Solo asentí. Tenía razón. Qué otra cosa iba a hacer.
— La disciplina tiene un objetivo—continuó ella—. Se trabaja por un motivo, se busca llegar a ello.
—¿Pero evitar ser gorda no sería un objetivo?
— Vale, sí. ¿Pero cuál era tu motivo? Diferente sería querer tener una vida más saludable; eso es una decisión racional. ¿Saltarte las comidas es disciplina o es obsesión?
— Para mí, obsesión.
— La disciplina es hacer algo porque has decidido no hacer nada más. La obsesión es hacerlo porque no puedes hacer otra cosa. ¿Me entiendes?
Entendí.
Continuamos hablando de lo mismo, de nuestros cuerpos y nuestra autopercepción hoy en día. Pero fuera de todo aquello, desde entonces he tratado de encontrar la diferencia en cada una de mis “obsesiones”. ¿Realmente compré tantos libros que no iba a leer porque me formé un hábito de lectura? ¿Me formé un hábito de lectura porque me compré muchos libros que no iba a leer? ¿La obsesión le precedió a mi disciplina? ¿Es eso posible y si sí, acaso seguiría la obsesión siendo mala?

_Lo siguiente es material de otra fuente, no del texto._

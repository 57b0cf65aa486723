//! Shared test utilities for sendy integration harnesses.
//!
//! Import everything you need via `mod common; use common::*;` at the top of
//! each harness file. Gateways built here are deterministic; the fake SDK
//! answers on spawned tasks and honours `tokio::time::pause()`.

pub mod assertions;
pub mod builders;
pub mod fake_sdk;
pub mod fixtures;

pub use assertions::*;
pub use builders::*;
pub use fake_sdk::*;
pub use fixtures::*;
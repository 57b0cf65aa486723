//! sendy-gateway — the wallet backend seam.
//!
//! The flow never talks to the vendor SDK directly. It holds an
//! `Arc<dyn WalletGateway>` and awaits `activate` / `confirm`; everything
//! about transports and callbacks stays behind the trait.
//!
//! - [`sdk::SdkGateway`] adapts a callback-style SDK ([`sdk::CallbackSdk`]).
//! - [`simulated::SimulatedGateway`] is an in-process backend for the shell
//!   and for tests.

pub mod sdk;
pub mod simulated;

use async_trait::async_trait;
use sendy_core::{Activation, CanonicalPhone, Confirmation, SmsCode};

pub use sendy_core::GatewayError;

/// The two backend calls the login flow needs.
#[async_trait]
pub trait WalletGateway: Send + Sync {
    /// Start wallet activation for `phone`; on success an SMS code is sent.
    async fn activate(&self, phone: &CanonicalPhone) -> Result<Activation, GatewayError>;

    /// Confirm the activation of `phone` with the SMS `code`.
    async fn confirm(
        &self,
        code: &SmsCode,
        phone: &CanonicalPhone,
    ) -> Result<Confirmation, GatewayError>;
}
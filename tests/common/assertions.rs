//! Domain-specific assertion macros for sendy harnesses.
//!
//! These wrap `pretty_assertions` and add failure messages that name the
//! input that broke the invariant.

/// Assert that `raw` normalizes to `expected`.
///
/// ```rust
/// assert_canonical!("8 999 123 45 67", "+79991234567");
/// ```
#[macro_export]
macro_rules! assert_canonical {
    ($raw:expr, $expected:expr) => {{
        let raw: &str = $raw;
        match sendy::phone::normalize(raw) {
            Ok(phone) => pretty_assertions::assert_eq!(
                phone.as_str(),
                $expected,
                "assert_canonical! failed for input {:?}",
                raw
            ),
            Err(err) => panic!(
                "assert_canonical! failed: {:?} was refused with {}",
                raw,
                err.code()
            ),
        }
    }};
}

/// Assert that `raw` is refused with `INVALID_FORMAT`.
#[macro_export]
macro_rules! assert_invalid_format {
    ($raw:expr) => {{
        let raw: &str = $raw;
        match sendy::phone::normalize(raw) {
            Err(sendy::ValidationError::InvalidFormat) => {}
            other => panic!(
                "assert_invalid_format! failed: {:?} produced {:?}",
                raw, other
            ),
        }
    }};
}

/// Assert that every `CanonicalPhone` invariant holds for `phone`.
#[macro_export]
macro_rules! assert_phone_invariant {
    ($phone:expr) => {{
        let s: &str = $phone.as_str();
        if !(s.len() == 12 && s.starts_with("+7") && s[2..].bytes().all(|b| b.is_ascii_digit())) {
            panic!("assert_phone_invariant! failed: {:?} is not +7 followed by ten digits", s);
        }
    }};
}

/// Assert the current screen of an `App`.
#[macro_export]
macro_rules! assert_screen {
    ($app:expr, $screen:expr) => {{
        let actual = $app.state().screen;
        if actual != $screen {
            panic!(
                "assert_screen! failed:\n  expected: {}\n  actual:   {}\n  status:   {}",
                $screen,
                actual,
                sendy::flow::status_line($app.state())
            );
        }
    }};
}

/// Assert the phase of a `SubmissionState`.
#[macro_export]
macro_rules! assert_phase {
    ($submission:expr, $phase:expr) => {{
        let actual = $submission.phase();
        if actual != $phase {
            panic!(
                "assert_phase! failed:\n  expected: {}\n  actual:   {}\n  state:    {:?}",
                $phase, actual, $submission
            );
        }
    }};
}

A veces, me encuentro pensando en que ojalá y pudiera obsesionarme con bajar de peso otra vez, por ejemplo. ¡Como cuando tenía catorce años! Otra vez, la misma jarana. Luego, recuerdo todo el maltrato que me autoinfligí. Las malas palabras, las miradas de aborrecimiento. Esa insípida sensación de sentirme atrapada en mi piel, de que no valdría la pena por ser gorda. Y, honestamente, tampoco quiero pensar en eso ahora, porque cuando lo hice pesaba 50 kilos y hoy con 14 kilos de más encima pienso en lo que mi yo de ese momento pensaría de mí. Para no irnos tan lejos, la del 2019. Vería en mí a una ballena, se burlaría por mi inconstancia en el gimnasio o en mi hipocresía por comerme una salchipapa sola en cualquier día de la semana. En cambio, si bien sí me siento subidita de peso, no me siento incómoda ni que rebalso ni que me sobra. ¡E incluso si ese fuera el caso!
Cuando tenía catorce o quince años también escribía todos los días e incluso avanzaba más de una historia a la vez. Eso, creo yo, era disciplina. O podría ser obsesión, ya que estamos, porque los cumplidos de las personas que me leían de cierto modo me hacían sentir mejor. Y los aplausos, las palmaditas con palabritas de aliento me gustan desde niña, a eso me acostumbraron en mi familia.
Sé que tiendo a obsesionarme con las cosas. Solo con las cosas. Nunca con las personas. Sé que si compro algo y me gusta y lo repito dos veces más, lo haré un sinfín de ocasiones hasta que me hostigue y decida que fue suficiente.
Me obsesioné con los Sparkies, me obsesioné con los Cuates picantes, me obsesioné con la mantequilla de maní, con la salsa de tomate y los hot-dogs. Me obsesioné con comprar libros, me obsesioné con descargar la discografía completa de cada artista en mi iTunes, así solo me guste una canción. Me obsesioné con bajar de peso, con tener pantalones de cada color, me obsesioné con tomar fotos en blanco y negro, me obsesioné con comerme las uñas, con ser la mejor en mi clase y acabar primera los exámenes de cada curso. Me obsesioné con tantas cosas que cuando algunas de ellas no resultaron, las boté sin pena ni clemencia. Como si me hubiesen traicionado. Como si acaso mi obsesión hubiese supuesto un éxito seguro y falló.
La obsesión, creo yo, también es desorden y falta de estrategia.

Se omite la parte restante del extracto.